P. aeruginosa is a Gram-negative, aerobic, rod-shaped bacterium with unipolar motility that thrives in many diverse environments including soil, water and certain eukaryotic hosts. It is a key emerging opportunistic pathogen in animals, including humans and plants. While it rarely infects healthy individuals, P. aeruginosa causes severe acute and chronic nosocomial infections in immunocompromised or catheterized patients, especially in patients with cystic fibrosis, burns, cancer or HIV. Infections of this type are often highly antibiotic resistant, difficult to eradicate and often lead to death. The ability of P. aeruginosa to survive on minimal nutritional requirements, tolerate a variety of physical conditions and rapidly develop resistance during the course of therapy has allowed it to persist in both community and hospital settings.
Media:
Tryptic Soy broth or Brain Heart Infusion broth or Nutrient broth or equivalent
Tryptic Soy agar with 5% defibrinated sheep blood or Brain Heart Infusion agar or Nutrient agar or equivalent
Incubation:
Temperature: 37°C
Atmosphere: Aerobic
Propagation:
1. Keep vial frozen until ready for use, then thaw.
2. Transfer the entire thawed aliquot into a single tube of broth.
3. Use several drops of the suspension to inoculate an agar slant and/or plate.

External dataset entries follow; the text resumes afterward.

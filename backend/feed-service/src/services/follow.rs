//! Follow graph mutations and reads
//!
//! Each edge is directed (follower -> followee). `is_follower` on an edge
//! records that the followee follows back. Every change that alters the
//! follower's candidate set goes through the invalidation hub.

use crate::error::{AppError, Result};
use crate::models::{FollowCounts, FollowEdge, Relationship};
use crate::services::invalidation::InvalidationHub;
use crate::services::validate_list_paging;
use crate::storage::{page_offset, StorageBackend};
use chrono::Utc;
use std::collections::HashSet;
use std::sync::Arc;
use tracing::info;
use uuid::Uuid;

#[derive(Clone)]
pub struct FollowService {
    store: Arc<dyn StorageBackend>,
    invalidation: InvalidationHub,
}

impl FollowService {
    pub fn new(store: Arc<dyn StorageBackend>, invalidation: InvalidationHub) -> Self {
        Self {
            store,
            invalidation,
        }
    }

    pub async fn follow(&self, follower_id: Uuid, followee_id: Uuid) -> Result<FollowEdge> {
        ensure_distinct(follower_id, followee_id, "follow")?;

        if let Some(reverse) = self.store.get_edge(followee_id, follower_id).await? {
            if reverse.is_blocked {
                return Err(AppError::Forbidden(
                    "This account is not available to follow".to_string(),
                ));
            }
        }

        let now = Utc::now();
        let mut edge = self
            .store
            .get_edge(follower_id, followee_id)
            .await?
            .unwrap_or_else(|| FollowEdge::new(follower_id, followee_id));
        if edge.is_blocked {
            return Err(AppError::Forbidden(
                "Unblock this account before following it".to_string(),
            ));
        }
        if edge.is_following {
            return Ok(edge);
        }

        let reverse_following = self.set_follows_back(followee_id, follower_id, true).await?;
        edge.is_following = true;
        edge.is_follower = reverse_following;
        edge.followed_at = Some(now);
        edge.updated_at = now;
        let saved = self.store.save_edge(&edge).await?;

        self.invalidation.on_follow_changed(follower_id).await;
        info!(follower_id = %follower_id, followee_id = %followee_id, "Followed");
        Ok(saved)
    }

    /// Returns the updated edge, or `None` when there was nothing to unfollow
    pub async fn unfollow(&self, follower_id: Uuid, followee_id: Uuid) -> Result<Option<FollowEdge>> {
        ensure_distinct(follower_id, followee_id, "unfollow")?;

        let Some(mut edge) = self.store.get_edge(follower_id, followee_id).await? else {
            return Ok(None);
        };
        if !edge.is_following {
            return Ok(None);
        }

        let now = Utc::now();
        edge.is_following = false;
        edge.unfollowed_at = Some(now);
        edge.updated_at = now;
        let saved = self.store.save_edge(&edge).await?;
        self.set_follows_back(followee_id, follower_id, false).await?;

        self.invalidation.on_follow_changed(follower_id).await;
        info!(follower_id = %follower_id, followee_id = %followee_id, "Unfollowed");
        Ok(Some(saved))
    }

    /// Block `blocked_id`, severing follows in both directions
    pub async fn block(&self, user_id: Uuid, blocked_id: Uuid) -> Result<FollowEdge> {
        ensure_distinct(user_id, blocked_id, "block")?;

        let now = Utc::now();
        let mut edge = self
            .store
            .get_edge(user_id, blocked_id)
            .await?
            .unwrap_or_else(|| FollowEdge::new(user_id, blocked_id));
        if edge.is_blocked {
            return Ok(edge);
        }

        if edge.is_following {
            edge.unfollowed_at = Some(now);
        }
        edge.is_blocked = true;
        edge.is_following = false;
        edge.is_follower = false;
        edge.blocked_at = Some(now);
        edge.updated_at = now;
        let saved = self.store.save_edge(&edge).await?;

        if let Some(mut reverse) = self.store.get_edge(blocked_id, user_id).await? {
            if reverse.is_following || reverse.is_follower {
                if reverse.is_following {
                    reverse.unfollowed_at = Some(now);
                }
                reverse.is_following = false;
                reverse.is_follower = false;
                reverse.updated_at = now;
                self.store.save_edge(&reverse).await?;
                self.invalidation.on_follow_changed(blocked_id).await;
            }
        }

        self.invalidation.on_follow_changed(user_id).await;
        info!(user_id = %user_id, blocked_id = %blocked_id, "Blocked");
        Ok(saved)
    }

    /// Returns the updated edge, or `None` when the account was not blocked
    pub async fn unblock(&self, user_id: Uuid, blocked_id: Uuid) -> Result<Option<FollowEdge>> {
        ensure_distinct(user_id, blocked_id, "unblock")?;

        let Some(mut edge) = self.store.get_edge(user_id, blocked_id).await? else {
            return Ok(None);
        };
        if !edge.is_blocked {
            return Ok(None);
        }

        let now = Utc::now();
        edge.is_blocked = false;
        edge.unblocked_at = Some(now);
        edge.updated_at = now;
        let saved = self.store.save_edge(&edge).await?;

        self.invalidation.on_follow_changed(user_id).await;
        info!(user_id = %user_id, blocked_id = %blocked_id, "Unblocked");
        Ok(Some(saved))
    }

    pub async fn followee_ids(&self, follower_id: Uuid) -> Result<Vec<Uuid>> {
        Ok(self.store.followee_ids(follower_id).await?)
    }

    pub async fn is_following(&self, follower_id: Uuid, followee_id: Uuid) -> Result<bool> {
        Ok(self
            .store
            .get_edge(follower_id, followee_id)
            .await?
            .map(|edge| edge.is_active())
            .unwrap_or(false))
    }

    /// Whether `user_id` has blocked `other_id`
    pub async fn is_blocked(&self, user_id: Uuid, other_id: Uuid) -> Result<bool> {
        Ok(self
            .store
            .get_edge(user_id, other_id)
            .await?
            .map(|edge| edge.is_blocked)
            .unwrap_or(false))
    }

    pub async fn relationship(&self, viewer_id: Uuid, other_id: Uuid) -> Result<Relationship> {
        let (outgoing, incoming) = futures::try_join!(
            self.store.get_edge(viewer_id, other_id),
            self.store.get_edge(other_id, viewer_id),
        )?;
        Ok(Relationship {
            user_id: other_id,
            is_following: outgoing.as_ref().map(FollowEdge::is_active).unwrap_or(false),
            is_followed_by: incoming.as_ref().map(FollowEdge::is_active).unwrap_or(false),
            is_blocked: outgoing.map(|edge| edge.is_blocked).unwrap_or(false),
            is_blocked_by: incoming.map(|edge| edge.is_blocked).unwrap_or(false),
        })
    }

    pub async fn follow_counts(&self, user_id: Uuid) -> Result<FollowCounts> {
        let (followers, following) = futures::try_join!(
            self.store.count_followers(user_id),
            self.store.count_followees(user_id),
        )?;
        Ok(FollowCounts {
            user_id,
            followers,
            following,
        })
    }

    pub async fn followers(&self, user_id: Uuid, page: u32, page_size: u32) -> Result<Vec<FollowEdge>> {
        validate_list_paging(page, page_size)?;
        Ok(self.store.follower_edges(user_id, page, page_size).await?)
    }

    pub async fn following(&self, user_id: Uuid, page: u32, page_size: u32) -> Result<Vec<FollowEdge>> {
        validate_list_paging(page, page_size)?;
        Ok(self.store.followee_edges(user_id, page, page_size).await?)
    }

    /// Accounts `user_id` has blocked, most recent first
    pub async fn blocked_users(&self, user_id: Uuid, page: u32, page_size: u32) -> Result<Vec<FollowEdge>> {
        validate_list_paging(page, page_size)?;
        Ok(self.store.blocked_edges(user_id, page, page_size).await?)
    }

    /// Accounts following both users, ordered by id
    pub async fn mutual_followers(
        &self,
        user_id: Uuid,
        other_id: Uuid,
        page: u32,
        page_size: u32,
    ) -> Result<Vec<Uuid>> {
        validate_list_paging(page, page_size)?;
        let (mine, theirs) = futures::try_join!(
            self.store.follower_ids(user_id),
            self.store.follower_ids(other_id),
        )?;

        let theirs: HashSet<Uuid> = theirs.into_iter().collect();
        let mut mutual: Vec<Uuid> = mine.into_iter().filter(|id| theirs.contains(id)).collect();
        mutual.sort();
        let offset = usize::try_from(page_offset(page, page_size)).unwrap_or(usize::MAX);
        Ok(mutual.into_iter().skip(offset).take(page_size as usize).collect())
    }

    /// Update the mutual flag on the reverse edge; returns whether it is an active follow
    async fn set_follows_back(&self, from: Uuid, to: Uuid, follows_back: bool) -> Result<bool> {
        let Some(mut reverse) = self.store.get_edge(from, to).await? else {
            return Ok(false);
        };
        if !reverse.is_following {
            return Ok(false);
        }
        if reverse.is_follower != follows_back {
            reverse.is_follower = follows_back;
            reverse.updated_at = Utc::now();
            self.store.save_edge(&reverse).await?;
        }
        Ok(true)
    }
}

fn ensure_distinct(user_id: Uuid, other_id: Uuid, action: &str) -> Result<()> {
    if user_id == other_id {
        return Err(AppError::Validation(format!("Cannot {} yourself", action)));
    }
    Ok(())
}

4. Incubate the tube, slant and/or plate at 37°C for 1 day.
You are authorized to use this product for research use only. It is not intended for human use.
Use of this product is subject to the terms and conditions of the BEI Resources Material Transfer Agreement (MTA). The MTA is available on our Web site at www.beiresources.org.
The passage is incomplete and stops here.